= Gerard Ee =

Singaporean civil servant

Gerard Ee Hock Kim (born 1949) is a Singaporean civil servant. He is the son of Ee Peng Liang, a Singaporean philanthropist.

== Career ==
Ee became a member of the Institute of Chartered Accountants in England and Wales in 1972. In 1974 Gerard began his career as an accountant, becoming a practicing auditor in 1976. Gerard was made a Partner of the Ernst and Young accounting firm, where he remained in the position until his retirement on 30 June 2005.

Ee had also served in various capacities as he was a Nominated Member of Parliament from 1997 to 2002. He was appointed the President of the National Council of Social Service (NCSS) from 1 August 2002, and Chairman of the Public Transport Council. He also was a member of the National Medical Ethics Committee, and the Governing Council of Singapore Institute of Management, and chairperson positions for the Medifund Advisory Council, ITE College East Advisory Council, Hai Sing Catholic School Management Committee. Gerard is also the Chairman of the Finance Standing Committee of the North East Community Development Council.

Ee has been a Fellow of the Institute of Certified Public Accountants of Singapore since 2005.

In 2006, Ee retired from his position as President of the National Council of Social Service, and also as President of the Automobile Association of Singapore on 31 May in the same year.

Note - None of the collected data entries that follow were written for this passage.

//! RSS feed collection -- fetching, extraction, the tracked pipeline.

pub mod collector;
pub mod extract;
pub mod fetch;

use serde::Deserialize;
use thiserror::Error;

/// A configured feed to collect from.
#[derive(Debug, Clone, Deserialize)]
pub struct FeedSource {
    pub source_id: i64,
    pub name: String,
    pub url: String,
}

/// What a collection run did.
#[derive(Debug, Clone, Copy, PartialEq, Eq)]
pub enum CollectionOutcome {
    /// The last successful run is still inside the throttle window.
    Skipped,
    Completed { fetched: usize, inserted: usize },
}

/// Errors raised while retrieving or decoding a single feed.
#[derive(Debug, Error)]
pub enum FeedError {
    #[error("http status {status} fetching {url}")]
    Status { status: u16, url: String },

    #[error("transport error fetching {url}")]
    Transport {
        url: String,
        #[source]
        source: reqwest::Error,
    },

    #[error("malformed feed from {url}")]
    Parse {
        url: String,
        #[source]
        source: feed_rs::parser::ParseFeedError,
    },
}
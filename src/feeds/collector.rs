//! RSS collection pipeline with execution tracking.
//!
//! Every run writes a `running` execution record first, then moves it to
//! exactly one terminal status (`skipped`, `success` or `failed`) before
//! returning. Items are tied to their run through `execution_id`.

use anyhow::{Context, Result};
use chrono::{DateTime, Duration, NaiveTime, Utc};
use std::collections::HashSet;
use tracing::{error, info, warn};

use crate::feeds::extract::{extract_image_url, html_to_text};
use crate::feeds::fetch::{FeedFetch, RawEntry};
use crate::feeds::{CollectionOutcome, FeedSource};
use crate::storage::execution_log::{ExecutionLogStore, ExecutionStatus};
use crate::storage::feed_items::{FeedItem, FeedItemStore};
use crate::storage::{fmt_ts, Pool};

/// Process name under which collection runs are logged.
pub const PROCESS_NAME: &str = "collect_feeds";

pub struct RssCollectorService<F> {
    executions: ExecutionLogStore,
    items: FeedItemStore,
    fetcher: F,
}

impl<F: FeedFetch> RssCollectorService<F> {
    pub fn new(pool: Pool, fetcher: F) -> Self {
        Self {
            executions: ExecutionLogStore::new(pool.clone()),
            items: FeedItemStore::new(pool),
            fetcher,
        }
    }

    /// Run one collection cycle over `sources`.
    ///
    /// Skips without fetching when the most recent successful run is less
    /// than `hours_threshold` hours old. A threshold of zero disables the
    /// throttle.
    pub async fn fetch_and_store(
        &self,
        sources: &[FeedSource],
        hours_threshold: i64,
    ) -> Result<CollectionOutcome> {
        info!(hours_threshold, "Starting RSS feed collection");

        // 1. Record the run before doing anything else so a crash still
        //    leaves an observable `running` row behind.
        let start = Utc::now();
        let parameters = serde_json::json!({ "hours_threshold": hours_threshold });
        let execution_id = self
            .executions
            .insert_running(PROCESS_NAME, start, &parameters)?;
        info!(execution_id, "Created execution record");

        let result = self
            .run_guarded(sources, hours_threshold, start, execution_id)
            .await;
        let duration = seconds_since(start);

        match result {
            Ok(CollectionOutcome::Skipped) => {
                self.executions.mark_finished(
                    execution_id,
                    ExecutionStatus::Skipped,
                    duration,
                    None,
                )?;
                info!(execution_id, "Collection skipped");
                Ok(CollectionOutcome::Skipped)
            }
            Ok(outcome @ CollectionOutcome::Completed { fetched, inserted }) => {
                self.executions.mark_finished(
                    execution_id,
                    ExecutionStatus::Success,
                    duration,
                    None,
                )?;
                info!(
                    execution_id,
                    fetched,
                    inserted,
                    duration_seconds = duration,
                    "RSS collection completed"
                );
                Ok(outcome)
            }
            Err(e) => {
                error!(execution_id, duration_seconds = duration, "RSS collection failed: {:#}", e);
                if let Err(update_err) = self.executions.mark_finished(
                    execution_id,
                    ExecutionStatus::Failed,
                    duration,
                    Some(&format!("{e:#}")),
                ) {
                    error!(execution_id, "Failed to record the failure: {:#}", update_err);
                }
                Err(e)
            }
        }
    }

    /// Steps 2 through 6. Any error here moves the record to `failed`.
    async fn run_guarded(
        &self,
        sources: &[FeedSource],
        hours_threshold: i64,
        start: DateTime<Utc>,
        execution_id: i64,
    ) -> Result<CollectionOutcome> {
        // 2. Throttle against the last successful run.
        if let Some(last) = self
            .executions
            .find_latest_by_status(PROCESS_NAME, ExecutionStatus::Success)?
        {
            let elapsed = start - last.execution_time;
            if elapsed < Duration::hours(hours_threshold) {
                info!(
                    last_success=%last.execution_time,
                    hours_threshold,
                    "Skipping collection, last successful run is inside the threshold window"
                );
                return Ok(CollectionOutcome::Skipped);
            }
        }

        // 3. Same-day retention sweep: items from earlier runs today are
        //    replaced by this run's crop. Yesterday and older stay put.
        let today_ids = self
            .executions
            .find_ids_since(PROCESS_NAME, start_of_utc_day(start))?;
        let prior_ids: Vec<i64> = today_ids
            .into_iter()
            .filter(|id| *id != execution_id)
            .collect();
        if !prior_ids.is_empty() {
            let deleted = self.items.delete_by_execution_ids(&prior_ids)?;
            info!(deleted, runs = prior_ids.len(), "Removed items from earlier runs today");
        }

        // 4. Fetch every source in order. One bad feed fails the run.
        let mut all_items: Vec<FeedItem> = Vec::new();
        for source in sources {
            let entries = self
                .fetcher
                .fetch(&source.url)
                .await
                .with_context(|| format!("fetching feed {}", source.url))?;

            let collected_at = Utc::now();
            let before = all_items.len();
            for raw in entries {
                match build_item(source, raw, execution_id, collected_at) {
                    Some(item) => all_items.push(item),
                    None => warn!(source=%source.url, "Skipping entry without a link"),
                }
            }
            let count = all_items.len() - before;
            if count == 0 {
                warn!(source=%source.url, "No items found in feed");
            } else {
                info!(source=%source.url, count, "Collected items");
            }
        }
        let fetched = all_items.len();
        info!(fetched, "Total articles collected");

        // 5. Drop links already stored, then repeats inside this batch.
        let fresh = self.dedup_new_items(all_items)?;

        // 6. Store whatever survived.
        let inserted = if fresh.is_empty() {
            info!("No new items to insert");
            0
        } else {
            let inserted = self.items.insert_items(&fresh)?;
            info!(inserted, "Inserted new items");
            inserted
        };

        Ok(CollectionOutcome::Completed { fetched, inserted })
    }

    fn dedup_new_items(&self, items: Vec<FeedItem>) -> Result<Vec<FeedItem>> {
        let links: Vec<String> = items.iter().map(|i| i.link.clone()).collect();
        let existing = self.items.existing_links(&links)?;

        let mut seen = HashSet::new();
        Ok(items
            .into_iter()
            .filter(|i| !existing.contains(&i.link) && seen.insert(i.link.clone()))
            .collect())
    }
}

/// Normalize one raw entry into a storable item. Entries without a link
/// cannot be deduplicated and yield none.
fn build_item(
    source: &FeedSource,
    raw: RawEntry,
    execution_id: i64,
    collected_at: DateTime<Utc>,
) -> Option<FeedItem> {
    let link = raw.link.as_deref().filter(|l| !l.is_empty())?.to_string();
    let image_url = extract_image_url(&raw);

    Some(FeedItem {
        source_id: source.source_id,
        source_name: source.name.clone(),
        title: html_to_text(raw.title.as_deref().unwrap_or_default()),
        summary: html_to_text(raw.summary.as_deref().unwrap_or_default()),
        content: html_to_text(raw.content.as_deref().unwrap_or_default()),
        description: html_to_text(raw.description.as_deref().unwrap_or_default()),
        link,
        pub_date: raw
            .published
            .map(fmt_ts)
            .unwrap_or_else(|| fmt_ts(collected_at)),
        source_url: source.url.clone(),
        image_url,
        author: raw.author,
        tags: raw.tags,
        execution_id,
    })
}

fn seconds_since(start: DateTime<Utc>) -> f64 {
    (Utc::now() - start).num_milliseconds() as f64 / 1000.0
}

fn start_of_utc_day(t: DateTime<Utc>) -> DateTime<Utc> {
    t.date_naive().and_time(NaiveTime::MIN).and_utc()
}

He was appointed as Chairman of Tiger Airways in 2009.

In January 2012, Ee took charge of the Ministerial Salary Review Committee which was in charge of reviewing Singapore ministers' salary. The need for the committee arose because of popular discontent towards ministers being paid too handsome a salary which was particularly notable during the 2011 General Elections as a sensitive topic that was raised on several occasions. Upon Ee's chairmanship of the committee, pay cuts of up to 53 per cent were recommended for the ministers. Other significant suggested changes include the removal of the pension scheme for all political appointment holders and the cut in the President's salary by 51 per cent, which is, for the first time in history, lower than that of the Prime Minister's.

=== National Kidney Foundation scandal ===

Two weeks into his retirement from Ernst and Young, Ee was called upon by the Health Minister Khaw Boon Wan to help restore public confidence in the National Kidney Foundation (NKF), which was dealt with a corruption controversy by the former chief executive officer of the Foundation, T. T. Durai and certain board members. Khaw named Ee, on 15 July 2005, as the interim Chairman and acting CEO of the National Kidney Foundation Singapore and charged him with the task of conducting a full independent audit of NKF in the following week. Ee was officially appointed as NKF chairman on 17 July 2005.

== Awards ==
Ee was awarded the Public Service Medal (PBM) in 1993, the Public Service Star (BBM) in 2001, then was awarded the Meritorious Service Medal (PJG) in 2007 and finally the Distinguished Service Order in 2019.

In 2018, he was awarded Outstanding Lifetime Volunteer Award by the Ministry of Social and Family Development (MSF).

==Personal life==
Ee is a Roman Catholic and is married with two children.